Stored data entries
=====

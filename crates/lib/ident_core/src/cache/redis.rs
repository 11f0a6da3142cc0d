//! Redis-backed client cache. Values are sealed JSON with a TTL.
//!
//! Lookups write with `SET NX`; revocation overwrites.

use std::time::Duration;

use async_trait::async_trait;
use redis::aio::ConnectionManager;

use super::seal::Sealer;
use crate::client::{CachedClient, ClientCache};
use crate::error::{Result, redis_error};

const KEY_PREFIX: &str = "ident:client:";

#[derive(Clone)]
pub struct RedisClientCache {
    conn: ConnectionManager,
    sealer: Sealer,
    ttl: Duration,
}

impl RedisClientCache {
    pub async fn connect(url: &str, sealer: Sealer, ttl: Duration) -> Result<Self> {
        const OP: &str = "connect client cache";
        let client = redis::Client::open(url).map_err(|e| redis_error(OP, e))?;
        let conn = ConnectionManager::new(client)
            .await
            .map_err(|e| redis_error(OP, e))?;
        Ok(Self::new(conn, sealer, ttl))
    }

    pub fn new(conn: ConnectionManager, sealer: Sealer, ttl: Duration) -> Self {
        Self { conn, sealer, ttl }
    }

    fn key(name: &str) -> String {
        format!("{KEY_PREFIX}{name}")
    }
}

#[async_trait]
impl ClientCache for RedisClientCache {
    async fn get(&self, name: &str) -> Result<Option<CachedClient>> {
        let mut conn = self.conn.clone();
        let sealed = redis::cmd("GET")
            .arg(Self::key(name))
            .query_async::<_, Option<Vec<u8>>>(&mut conn)
            .await
            .map_err(|e| redis_error("cache get", e))?;
        let Some(sealed) = sealed else {
            return Ok(None);
        };
        let plain = self.sealer.open(&sealed)?;
        Ok(Some(serde_json::from_slice(&plain)?))
    }

    async fn put(&self, client: &CachedClient) -> Result<()> {
        let sealed = self.sealer.seal(&serde_json::to_vec(client)?)?;
        let mut conn = self.conn.clone();
        // NX: never replace a record written by revocation.
        redis::cmd("SET")
            .arg(Self::key(&client.name))
            .arg(sealed)
            .arg("NX")
            .arg("EX")
            .arg(self.ttl.as_secs().max(1))
            .query_async::<_, Option<String>>(&mut conn)
            .await
            .map_err(|e| redis_error("cache put", e))?;
        Ok(())
    }

    async fn put_revoked(&self, client: &CachedClient) -> Result<()> {
        let sealed = self.sealer.seal(&serde_json::to_vec(client)?)?;
        let mut conn = self.conn.clone();
        redis::cmd("SET")
            .arg(Self::key(&client.name))
            .arg(sealed)
            .arg("EX")
            .arg(self.ttl.as_secs().max(1))
            .query_async::<_, ()>(&mut conn)
            .await
            .map_err(|e| redis_error("cache put revoked", e))
    }
}
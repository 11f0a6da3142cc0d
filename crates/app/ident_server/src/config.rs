//! Command-line and environment configuration.

use std::time::Duration;

use clap::{Parser, ValueEnum};
use ident_api::config::ApiConfig;
use ident_core::event::QueueMap;
use ident_core::identity::Settings;
use ident_core::password::{
    DEFAULT_ITERATIONS, DEFAULT_KEY_LENGTH, DEFAULT_SALT_LENGTH, PasswordPolicy,
};
use ident_core::strategy::StrategyRegistry;
use ident_core::token::{TokenSettings, load_signing_key};

#[derive(Debug, Clone, Copy, PartialEq, Eq, ValueEnum)]
pub enum LogFormat {
    Text,
    Json,
}

/// CLI arguments for the server. Every flag falls back to an environment
/// variable.
#[derive(Parser)]
#[command(name = "ident_server", about = "Ident identification service")]
pub struct Args {
    /// Address to bind the HTTP listener.
    #[arg(long, env = "IDENT_BIND_ADDR", default_value = "0.0.0.0:8080")]
    pub bind_addr: String,

    /// PostgreSQL connection URL.
    #[arg(
        long,
        env = "DATABASE_URL",
        default_value = "postgres://localhost:5432/ident"
    )]
    pub database_url: String,

    /// Maximum number of database connections in the pool.
    #[arg(long, env = "IDENT_DB_MAX_CONNECTIONS", default_value_t = 10)]
    pub max_connections: u32,

    /// Per-query timeout.
    #[arg(long, env = "IDENT_DB_QUERY_TIMEOUT_SECS", default_value_t = 60)]
    pub db_query_timeout_secs: u64,

    /// Redis URL for the client cache.
    #[arg(long, env = "REDIS_URL", default_value = "redis://127.0.0.1:6379")]
    pub redis_url: String,

    /// Redis URL for the event bus; defaults to `--redis-url`.
    #[arg(long, env = "IDENT_BUS_URL")]
    pub bus_url: Option<String>,

    #[arg(long, env = "IDENT_CLIENT_CACHE_TTL_SECS", default_value_t = 300)]
    pub client_cache_ttl_secs: u64,

    /// Passphrase sealing cached client records.
    #[arg(long, env = "IDENT_CACHE_ENCRYPTION_KEY", hide_env_values = true)]
    pub cache_encryption_key: String,

    /// Consumer group on the event streams.
    #[arg(long, env = "IDENT_BUS_GROUP", default_value = "ident")]
    pub bus_group: String,

    /// Consumer name within the group; unique per replica.
    #[arg(long, env = "IDENT_BUS_CONSUMER", default_value = "ident")]
    pub bus_consumer: String,

    /// Event code to queue map, `code=queue,...`. Defaults to one queue per code,
    /// named after the code.
    #[arg(long, env = "IDENT_QUEUES")]
    pub queues: Option<String>,

    #[arg(long, env = "IDENT_ADMIN_USER")]
    pub admin_user: String,

    #[arg(long, env = "IDENT_ADMIN_PASSWORD", hide_env_values = true)]
    pub admin_password: String,

    #[arg(long, env = "IDENT_TOKEN_AUDIENCE")]
    pub token_audience: String,

    #[arg(long, env = "IDENT_TOKEN_ISSUER")]
    pub token_issuer: String,

    /// Base64 of an unencrypted OpenSSH ed25519 private key.
    #[arg(long, env = "IDENT_SIGNING_KEY", hide_env_values = true)]
    pub signing_key: String,

    #[arg(long, env = "IDENT_PASSWORD_SALT_LENGTH", default_value_t = DEFAULT_SALT_LENGTH)]
    pub password_salt_length: usize,

    #[arg(long, env = "IDENT_PASSWORD_ITERATIONS", default_value_t = DEFAULT_ITERATIONS)]
    pub password_iterations: u32,

    #[arg(long, env = "IDENT_PASSWORD_KEY_LENGTH", default_value_t = DEFAULT_KEY_LENGTH)]
    pub password_key_length: usize,

    /// Allowed session overflow strategies.
    #[arg(
        long,
        env = "IDENT_SESSION_STRATEGIES",
        value_delimiter = ',',
        default_value = "revoke_old"
    )]
    pub session_strategies: Vec<String>,

    /// Deadline for every request.
    #[arg(long, env = "IDENT_REQUEST_TIMEOUT_SECS", default_value_t = 60)]
    pub request_timeout_secs: u64,

    #[arg(long, value_enum, default_value_t = LogFormat::Text)]
    pub log_format: LogFormat,
}

impl Args {
    /// Validate and convert into the core settings.
    pub fn settings(&self) -> ident_core::Result<Settings> {
        let password = PasswordPolicy {
            salt_length: self.password_salt_length,
            iterations: self.password_iterations,
            key_length: self.password_key_length,
        };
        password.validate()?;

        let queues = match &self.queues {
            Some(spec) => spec.parse()?,
            None => QueueMap::default(),
        };

        Ok(Settings {
            password,
            tokens: TokenSettings {
                audience: self.token_audience.clone(),
                issuer: self.token_issuer.clone(),
            },
            signing_key: load_signing_key(&self.signing_key)?,
            strategies: StrategyRegistry::with_builtin().restrict(&self.session_strategies)?,
            queues,
        })
    }

    pub fn api_config(&self) -> ApiConfig {
        ApiConfig::new(&self.admin_user, &self.admin_password)
            .with_request_timeout(Duration::from_secs(self.request_timeout_secs))
    }

    pub fn bus_url(&self) -> &str {
        self.bus_url.as_deref().unwrap_or(&self.redis_url)
    }

    pub fn query_timeout(&self) -> Duration {
        Duration::from_secs(self.db_query_timeout_secs)
    }

    pub fn client_cache_ttl(&self) -> Duration {
        Duration::from_secs(self.client_cache_ttl_secs)
    }
}
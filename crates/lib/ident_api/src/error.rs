//! Application error type.

use axum::{
    Json,
    extract::rejection::JsonRejection,
    http::StatusCode,
    response::{IntoResponse, Response},
};
use ident_core::{Error, ErrorKind};

use crate::models::Envelope;

/// Convenience alias for handler return types.
pub type AppResult<T> = Result<T, AppError>;

/// Nginx's "client closed request"; there is no standard code for it.
const CLIENT_CLOSED_REQUEST: u16 = 499;

/// Core error on its way out over HTTP.
#[derive(Debug)]
pub struct AppError(pub Error);

impl AppError {
    pub fn kind(&self) -> ErrorKind {
        self.0.kind()
    }

    pub fn status(&self) -> StatusCode {
        status_for(self.kind())
    }
}

/// HTTP status for the outermost error kind.
pub fn status_for(kind: ErrorKind) -> StatusCode {
    match kind {
        ErrorKind::Validation => StatusCode::BAD_REQUEST,
        ErrorKind::InvalidCredentials | ErrorKind::AuthenticationError => StatusCode::UNAUTHORIZED,
        ErrorKind::ResourceNotFound => StatusCode::NOT_FOUND,
        ErrorKind::DuplicateRecord => StatusCode::CONFLICT,
        ErrorKind::Timeout => StatusCode::GATEWAY_TIMEOUT,
        ErrorKind::Cancelled => {
            StatusCode::from_u16(CLIENT_CLOSED_REQUEST).unwrap_or(StatusCode::REQUEST_TIMEOUT)
        }
        ErrorKind::Config | ErrorKind::Internal => StatusCode::INTERNAL_SERVER_ERROR,
    }
}

impl From<Error> for AppError {
    fn from(e: Error) -> Self {
        AppError(e)
    }
}

impl From<JsonRejection> for AppError {
    fn from(rejection: JsonRejection) -> Self {
        AppError(Error::validation("parse request body", rejection.body_text()))
    }
}

impl IntoResponse for AppError {
    fn into_response(self) -> Response {
        let status = self.status();
        let message = if status.is_server_error() {
            tracing::error!(kind = %self.kind(), error = ?self.0, "request failed");
            "internal server error".to_string()
        } else {
            tracing::debug!(kind = %self.kind(), op = self.0.op(), "request rejected");
            self.0.public_message().to_string()
        };
        (status, Json(Envelope::failure(message))).into_response()
    }
}
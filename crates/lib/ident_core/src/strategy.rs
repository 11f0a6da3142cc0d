//! Session overflow strategies.
//!
//! A strategy runs when a login would push a user past the client's
//! `max_active_sessions`. Strategies are looked up by name in a
//! [`StrategyRegistry`] built once at startup; the registry's keys are the
//! allow-list that client registration validates against.

use std::collections::BTreeMap;
use std::fmt;
use std::sync::Arc;

use async_trait::async_trait;
use chrono::{DateTime, Utc};
use uuid::Uuid;

use crate::context::Ctx;
use crate::error::{Error, Result};
use crate::session::SessionStore;

pub const REVOKE_OLD: &str = "revoke_old";

/// Inputs for a single overflow decision.
#[derive(Debug, Clone, Copy)]
pub struct Overflow {
    pub user_id: Uuid,
    pub current_active: i64,
    pub max_active: i64,
    /// Sessions created at or after this instant count as active.
    pub active_since: DateTime<Utc>,
}

impl Overflow {
    /// How many sessions must go so that one more fits.
    pub fn excess(&self) -> i64 {
        (self.current_active - self.max_active + 1).max(0)
    }
}

#[async_trait]
pub trait OverflowStrategy: Send + Sync {
    fn name(&self) -> &str;

    async fn apply(&self, ctx: &Ctx, overflow: &Overflow) -> Result<()>;
}

/// Revokes the oldest active sessions, ties broken by id.
pub struct RevokeOld {
    sessions: Arc<dyn SessionStore>,
}

impl RevokeOld {
    pub fn new(sessions: Arc<dyn SessionStore>) -> Self {
        Self { sessions }
    }
}

#[async_trait]
impl OverflowStrategy for RevokeOld {
    fn name(&self) -> &str {
        REVOKE_OLD
    }

    async fn apply(&self, ctx: &Ctx, overflow: &Overflow) -> Result<()> {
        const OP: &str = "revoke old sessions";

        let wanted = overflow.excess();
        if wanted == 0 {
            return Ok(());
        }
        let revoked = ctx
            .run(
                OP,
                self.sessions
                    .revoke_oldest_sessions(overflow.user_id, overflow.active_since, wanted),
            )
            .await?;
        if revoked != wanted as u64 {
            return Err(Error::internal(
                OP,
                format!("expected to revoke {wanted} sessions, revoked {revoked}"),
            ));
        }
        tracing::debug!(user_id = %overflow.user_id, revoked, "evicted oldest sessions");
        Ok(())
    }
}

pub type StrategyFactory =
    Arc<dyn Fn(Arc<dyn SessionStore>) -> Arc<dyn OverflowStrategy> + Send + Sync>;

#[derive(Clone, Default)]
pub struct StrategyRegistry {
    factories: BTreeMap<String, StrategyFactory>,
}

impl fmt::Debug for StrategyRegistry {
    fn fmt(&self, f: &mut fmt::Formatter<'_>) -> fmt::Result {
        f.debug_list().entries(self.factories.keys()).finish()
    }
}

impl StrategyRegistry {
    pub fn new() -> Self {
        Self::default()
    }

    /// Registry holding every built-in strategy.
    pub fn with_builtin() -> Self {
        let mut registry = Self::new();
        registry.register(REVOKE_OLD, |store| Arc::new(RevokeOld::new(store)));
        registry
    }

    pub fn register<F>(&mut self, name: impl Into<String>, factory: F)
    where
        F: Fn(Arc<dyn SessionStore>) -> Arc<dyn OverflowStrategy> + Send + Sync + 'static,
    {
        self.factories.insert(name.into(), Arc::new(factory));
    }

    /// Keep only the strategies named in `allow`. Unknown names are a config error.
    pub fn restrict<I, S>(mut self, allow: I) -> Result<Self>
    where
        I: IntoIterator<Item = S>,
        S: AsRef<str>,
    {
        let mut kept = BTreeMap::new();
        for name in allow {
            let name = name.as_ref().trim();
            if name.is_empty() {
                continue;
            }
            let factory = self.factories.remove(name).ok_or_else(|| {
                Error::config("session strategies", format!("unknown session strategy {name}"))
            })?;
            kept.insert(name.to_string(), factory);
        }
        if kept.is_empty() {
            return Err(Error::config(
                "session strategies",
                "at least one session strategy must be allowed",
            ));
        }
        self.factories = kept;
        Ok(self)
    }

    pub fn contains(&self, name: &str) -> bool {
        self.factories.contains_key(name)
    }

    pub fn names(&self) -> impl Iterator<Item = &str> {
        self.factories.keys().map(String::as_str)
    }

    pub fn build(&self, name: &str, store: Arc<dyn SessionStore>) -> Result<Arc<dyn OverflowStrategy>> {
        let factory = self.factories.get(name).ok_or_else(|| {
            Error::internal("build session strategy", format!("session strategy {name} is not registered"))
        })?;
        Ok(factory(store))
    }
}

#[cfg(test)]
mod tests {
    use super::*;
    use crate::error::ErrorKind;
    use crate::session::Session;
    use crate::store::memory::MemoryStore;
    use crate::user::{User, UserStore};
    use chrono::Duration;

    async fn seeded(store: &MemoryStore, user_id: Uuid, n: usize) -> Vec<Session> {
        let mut out = Vec::new();
        for _ in 0..n {
            let s = Session::new(user_id);
            store.insert_session(&s).await.unwrap();
            out.push(s);
        }
        out
    }

    async fn user(store: &MemoryStore) -> Uuid {
        let user = User::new("A", "a@x.io", "hash".into(), vec![1, 2, 3]);
        store.insert_user(&user).await.unwrap();
        user.id
    }

    #[tokio::test]
    async fn revoke_old_evicts_exactly_the_oldest() {
        let store = MemoryStore::new();
        let user_id = user(&store).await;
        let sessions = seeded(&store, user_id, 3).await;

        let strategy = RevokeOld::new(Arc::new(store.clone()));
        let overflow = Overflow {
            user_id,
            current_active: 3,
            max_active: 2,
            active_since: Utc::now() - Duration::days(1),
        };
        strategy.apply(&Ctx::background(), &overflow).await.unwrap();

        let after = store.sessions_for(user_id);
        let revoked: Vec<_> = after.iter().filter(|s| s.revoked).map(|s| s.id).collect();
        assert_eq!(revoked, vec![sessions[0].id, sessions[1].id]);
    }

    #[tokio::test]
    async fn revoke_old_fails_when_too_few_sessions_are_revoked() {
        let store = MemoryStore::new();
        let user_id = user(&store).await;
        seeded(&store, user_id, 1).await;

        let strategy = RevokeOld::new(Arc::new(store.clone()));
        let overflow = Overflow {
            user_id,
            current_active: 3,
            max_active: 1,
            active_since: Utc::now() - Duration::days(1),
        };
        let err = strategy.apply(&Ctx::background(), &overflow).await.unwrap_err();
        assert_eq!(err.kind(), ErrorKind::Internal);
    }

    #[test]
    fn restrict_rejects_unknown_names() {
        let err = StrategyRegistry::with_builtin()
            .restrict(["revoke_old", "deny_new"])
            .unwrap_err();
        assert_eq!(err.kind(), ErrorKind::Config);
    }

    #[test]
    fn restrict_keeps_allowed_names() {
        let registry = StrategyRegistry::with_builtin().restrict(["revoke_old"]).unwrap();
        assert!(registry.contains(REVOKE_OLD));
        assert_eq!(registry.names().collect::<Vec<_>>(), vec![REVOKE_OLD]);
    }

    #[test]
    fn custom_strategies_can_be_registered() {
        struct Noop;
        #[async_trait]
        impl OverflowStrategy for Noop {
            fn name(&self) -> &str {
                "noop"
            }
            async fn apply(&self, _: &Ctx, _: &Overflow) -> Result<()> {
                Ok(())
            }
        }

        let mut registry = StrategyRegistry::with_builtin();
        registry.register("noop", |_| Arc::new(Noop));
        let store: Arc<dyn SessionStore> = Arc::new(MemoryStore::new());
        assert_eq!(registry.build("noop", store).unwrap().name(), "noop");
    }
}
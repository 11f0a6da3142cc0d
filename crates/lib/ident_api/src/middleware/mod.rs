//! Request authentication.

pub mod admin;
pub mod client;
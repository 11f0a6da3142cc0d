//! [`EventBus`](crate::event::EventBus) implementations.

pub mod memory;
pub mod redis;

pub use self::memory::MemoryBus;
pub use self::redis::RedisStreamBus;
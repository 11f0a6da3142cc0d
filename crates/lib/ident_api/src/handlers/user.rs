//! User handlers.

use axum::Extension;
use axum::extract::State;
use axum::http::StatusCode;
use ident_core::ClientContext;

use crate::AppState;
use crate::error::AppResult;
use crate::extract::ApiJson;
use crate::models::{MessageResponse, Reply, SignUpRequest, UpdatePasswordRequest, reply};

/// `POST /user/sign-up`
pub async fn sign_up_handler(
    State(state): State<AppState>,
    Extension(cctx): Extension<ClientContext>,
    ApiJson(body): ApiJson<SignUpRequest>,
) -> AppResult<Reply<MessageResponse>> {
    let user_id = state
        .identity
        .users
        .create_user(&cctx.ctx, &body.name, &body.email, &body.password)
        .await?;
    tracing::debug!(client = %cctx.client.name, user_id = %user_id, "user signed up");
    Ok(reply(StatusCode::CREATED, MessageResponse::new("user created")))
}

/// `POST /user/update-password`: also revokes every session of the user,
/// asynchronously.
pub async fn update_password_handler(
    State(state): State<AppState>,
    Extension(cctx): Extension<ClientContext>,
    ApiJson(body): ApiJson<UpdatePasswordRequest>,
) -> AppResult<Reply<MessageResponse>> {
    state
        .identity
        .users
        .update_password(&cctx.ctx, &body.email, &body.old_password, &body.new_password)
        .await?;
    Ok(reply(StatusCode::OK, MessageResponse::new("password updated")))
}
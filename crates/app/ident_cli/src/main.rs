// Import and re-export the `error` module
pub use self::error::{Error, Result};
mod error;

use std::time::Duration;

use clap::Parser;
use cli::{Cli, Commands};
use sqlx::postgres::PgPoolOptions;

mod cli;
mod logging;

fn main() -> Result<()> {
    if let Err(e) = run() {
        log::error!("{}", e);
        std::process::exit(1);
    }
    Ok(())
}

fn run() -> Result<()> {
    logging::init()?;

    let args = Cli::parse();

    match &args.command {
        Commands::Version => {
            println!("{} {}", env!("CARGO_PKG_NAME"), env!("CARGO_PKG_VERSION"));
        }
        Commands::Keygen { comment } => {
            println!("{}", ident_core::token::generate_encoded_signing_key(comment)?);
        }
        Commands::Migrate {
            database_url,
            connect_timeout_secs,
        } => {
            let runtime = tokio::runtime::Builder::new_current_thread()
                .enable_all()
                .build()?;
            runtime.block_on(migrate(database_url, Duration::from_secs(*connect_timeout_secs)))?;
        }
    }

    Ok(())
}

async fn migrate(database_url: &str, connect_timeout: Duration) -> Result<()> {
    let pool = PgPoolOptions::new()
        .max_connections(1)
        .acquire_timeout(connect_timeout)
        .connect(database_url)
        .await?;
    ident_core::migrate::migrate(&pool).await?;
    pool.close().await;
    log::info!("migrations applied");
    Ok(())
}
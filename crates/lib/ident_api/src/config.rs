//! API configuration.

use std::fmt;
use std::time::Duration;

/// Per-request deadline used when none is configured.
pub const DEFAULT_REQUEST_TIMEOUT: Duration = Duration::from_secs(60);

/// Configuration for the HTTP layer.
#[derive(Clone)]
pub struct ApiConfig {
    /// Basic-auth user for the client administration routes.
    pub admin_user: String,
    /// Basic-auth password for the client administration routes.
    pub admin_password: String,
    /// Deadline attached to every request context.
    pub request_timeout: Duration,
}

impl ApiConfig {
    pub fn new(admin_user: impl Into<String>, admin_password: impl Into<String>) -> Self {
        Self {
            admin_user: admin_user.into(),
            admin_password: admin_password.into(),
            request_timeout: DEFAULT_REQUEST_TIMEOUT,
        }
    }

    pub fn with_request_timeout(mut self, timeout: Duration) -> Self {
        self.request_timeout = timeout;
        self
    }
}

impl fmt::Debug for ApiConfig {
    fn fmt(&self, f: &mut fmt::Formatter<'_>) -> fmt::Result {
        f.debug_struct("ApiConfig")
            .field("admin_user", &self.admin_user)
            .field("admin_password", &"<redacted>")
            .field("request_timeout", &self.request_timeout)
            .finish()
    }
}

#[cfg(test)]
mod tests {
    use super::*;

    #[test]
    fn debug_hides_admin_password() {
        let config = ApiConfig::new("admin", "hunter22");
        let printed = format!("{config:?}");
        assert!(printed.contains("admin"));
        assert!(!printed.contains("hunter22"));
        assert_eq!(config.request_timeout, DEFAULT_REQUEST_TIMEOUT);
    }
}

=====

- [What the task asks]:
Print exactly the lines above from the one with "let password = PasswordPolicy" to the one with "pub fn bus_url(&self)", including both.

- [Your response]:
        let password = PasswordPolicy {
            salt_length: self.password_salt_length,
            iterations: self.password_iterations,
            key_length: self.password_key_length,
        };
        password.validate()?;

        let queues = match &self.queues {
            Some(spec) => spec.parse()?,
            None => QueueMap::default(),
        };

        Ok(Settings {
            password,
            tokens: TokenSettings {
                audience: self.token_audience.clone(),
                issuer: self.token_issuer.clone(),
            },
            signing_key: load_signing_key(&self.signing_key)?,
            strategies: StrategyRegistry::with_builtin().restrict(&self.session_strategies)?,
            queues,
        })
    }

    pub fn api_config(&self) -> ApiConfig {
        ApiConfig::new(&self.admin_user, &self.admin_password)
            .with_request_timeout(Duration::from_secs(self.request_timeout_secs))
    }

    pub fn bus_url(&self) -> &str {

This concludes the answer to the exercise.